**Task directions**
Please repeat, exactly as written, the line containing "let payload: AccessTokenPayload" and every line after it through the end of the records below.
+===+
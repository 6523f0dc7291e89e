//! Caller identity as seen by the broker.

/// The authenticated caller of a request.
#[derive(Debug, Clone, PartialEq, Eq)]
pub struct CurrentUser {
    pub id: String,
    /// GitHub login linked to this account, if any.
    pub github_login: Option<String>,
}

impl CurrentUser {
    pub fn is_linked(&self) -> bool {
        self.github_login.is_some()
    }
}

/// Resolves the caller of the current request.
pub trait Session {
    fn current_user(&self) -> Option<CurrentUser>;
}

/// A session whose caller is fixed up front (CLI invocations, tests).
#[derive(Debug, Clone, Default)]
pub struct StaticSession {
    user: Option<CurrentUser>,
}

impl StaticSession {
    pub fn anonymous() -> Self {
        Self { user: None }
    }

    pub fn user(id: impl Into<String>, github_login: Option<String>) -> Self {
        Self {
            user: Some(CurrentUser {
                id: id.into(),
                github_login,
            }),
        }
    }
}

impl Session for StaticSession {
    fn current_user(&self) -> Option<CurrentUser> {
        self.user.clone()
    }
}
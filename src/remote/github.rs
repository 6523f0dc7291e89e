//! GitHub implementation of [`TreeClient`] and [`InstallationApi`].

use chrono::{DateTime, Utc};
use jsonwebtoken::{Algorithm, EncodingKey, Header};
use serde::{Deserialize, Serialize};

use super::graphql;
use super::{BatchQuery, BatchResult, InstallationApi, MintedToken, RemoteError, TreeClient};
use crate::config::{AppCredentials, Config};
use crate::types::{Namespace, RepoKey};

const USER_AGENT: &str = concat!("ghmirror/", env!("CARGO_PKG_VERSION"));
const ACCEPT: &str = "application/vnd.github+json";
const API_VERSION: &str = "2022-11-28";

/// Blocking GitHub client over a shared ureq agent.
pub struct GithubClient {
    agent: ureq::Agent,
    api_url: String,
    app: Option<AppCredentials>,
}

impl GithubClient {
    pub fn new(config: &Config) -> Self {
        let agent = ureq::AgentBuilder::new()
            .timeout(config.timeout)
            .user_agent(USER_AGENT)
            .build();
        Self {
            agent,
            api_url: config.api_url.trim_end_matches('/').to_string(),
            app: config.app.clone(),
        }
    }

    fn graphql_url(&self) -> String {
        format!("{}/graphql", self.api_url)
    }

    /// Short-lived RS256 JWT identifying the app itself.
    fn app_jwt(&self) -> Result<String, RemoteError> {
        #[derive(Debug, Serialize)]
        struct Claims {
            iat: i64,
            exp: i64,
            iss: String,
        }

        let app = self.app.as_ref().ok_or(RemoteError::MissingAppCredentials)?;
        let now = Utc::now().timestamp();
        // Backdated to tolerate clock drift; GitHub caps exp at ten minutes.
        let claims = Claims {
            iat: now - 60,
            exp: now + 540,
            iss: app.app_id.clone(),
        };
        let key = EncodingKey::from_rsa_pem(app.private_key_pem.as_bytes())
            .map_err(|e| RemoteError::Jwt(e.to_string()))?;
        jsonwebtoken::encode(&Header::new(Algorithm::RS256), &claims, &key)
            .map_err(|e| RemoteError::Jwt(e.to_string()))
    }
}

impl TreeClient for GithubClient {
    fn fetch_batch(
        &self,
        ns: &Namespace,
        queries: &[BatchQuery],
        credential: &str,
    ) -> Result<Vec<BatchResult>, RemoteError> {
        if queries.is_empty() {
            return Ok(Vec::new());
        }

        log::debug!("graphql batch of {} expressions for {}", queries.len(), ns);
        let body = graphql::build_request(ns, queries);
        let response = self
            .agent
            .post(&self.graphql_url())
            .set("Authorization", &format!("bearer {}", credential))
            .send_json(body)?;

        let text = response
            .into_string()
            .map_err(|e| RemoteError::InvalidResponse(e.to_string()))?;
        graphql::parse_response(ns, queries, &text)
    }
}

#[derive(Debug, Deserialize)]
struct InstallationPayload {
    id: u64,
}

#[derive(Debug, Deserialize)]
struct AccessTokenPayload {
    token: String,
    expires_at: String,
}

fn parse_expiry(value: &str) -> Result<i64, RemoteError> {
    DateTime::parse_from_rfc3339(value)
        .map(|dt| dt.with_timezone(&Utc).timestamp())
        .map_err(|e| RemoteError::InvalidResponse(format!("expires_at {:?}: {}", value, e)))
}

impl InstallationApi for GithubClient {
    fn find_installation(&self, key: &RepoKey) -> Result<Option<u64>, RemoteError> {
        let jwt = self.app_jwt()?;
        let url = format!("{}/repos/{}/{}/installation", self.api_url, key.owner, key.repo);

        let result = self
            .agent
            .get(&url)
            .set("Accept", ACCEPT)
            .set("X-GitHub-Api-Version", API_VERSION)
            .set("Authorization", &format!("Bearer {}", jwt))
            .call();

        match result {
            Ok(response) => {
                let payload: InstallationPayload = response
                    .into_json()
                    .map_err(|e| RemoteError::InvalidResponse(e.to_string()))?;
                Ok(Some(payload.id))
            }
            Err(ureq::Error::Status(404, _)) => Ok(None),
            Err(e) => Err(e.into()),
        }
    }

    fn mint_installation_token(&self, installation_id: u64) -> Result<MintedToken, RemoteError> {
        let jwt = self.app_jwt()?;
        let url = format!(
            "{}/app/installations/{}/access_tokens",
            self.api_url, installation_id
        );

        let response = self
            .agent
            .post(&url)
            .set("Accept", ACCEPT)
            .set("X-GitHub-Api-Version", API_VERSION)
            .set("Authorization", &format!("Bearer {}", jwt))
            .call()?;

        let payload: AccessTokenPayload = response
            .into_json()
            .map_err(|e| RemoteError::InvalidResponse(e.to_string()))?;

        Ok(MintedToken {
            expires_at: parse_expiry(&payload.expires_at)?,
            token: payload.token,
        })
    }
}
+===+
**Response to the exercise**
        let payload: AccessTokenPayload = response
            .into_json()
            .map_err(|e| RemoteError::InvalidResponse(e.to_string()))?;

        Ok(MintedToken {
            expires_at: parse_expiry(&payload.expires_at)?,
            token: payload.token,
        })
    }
}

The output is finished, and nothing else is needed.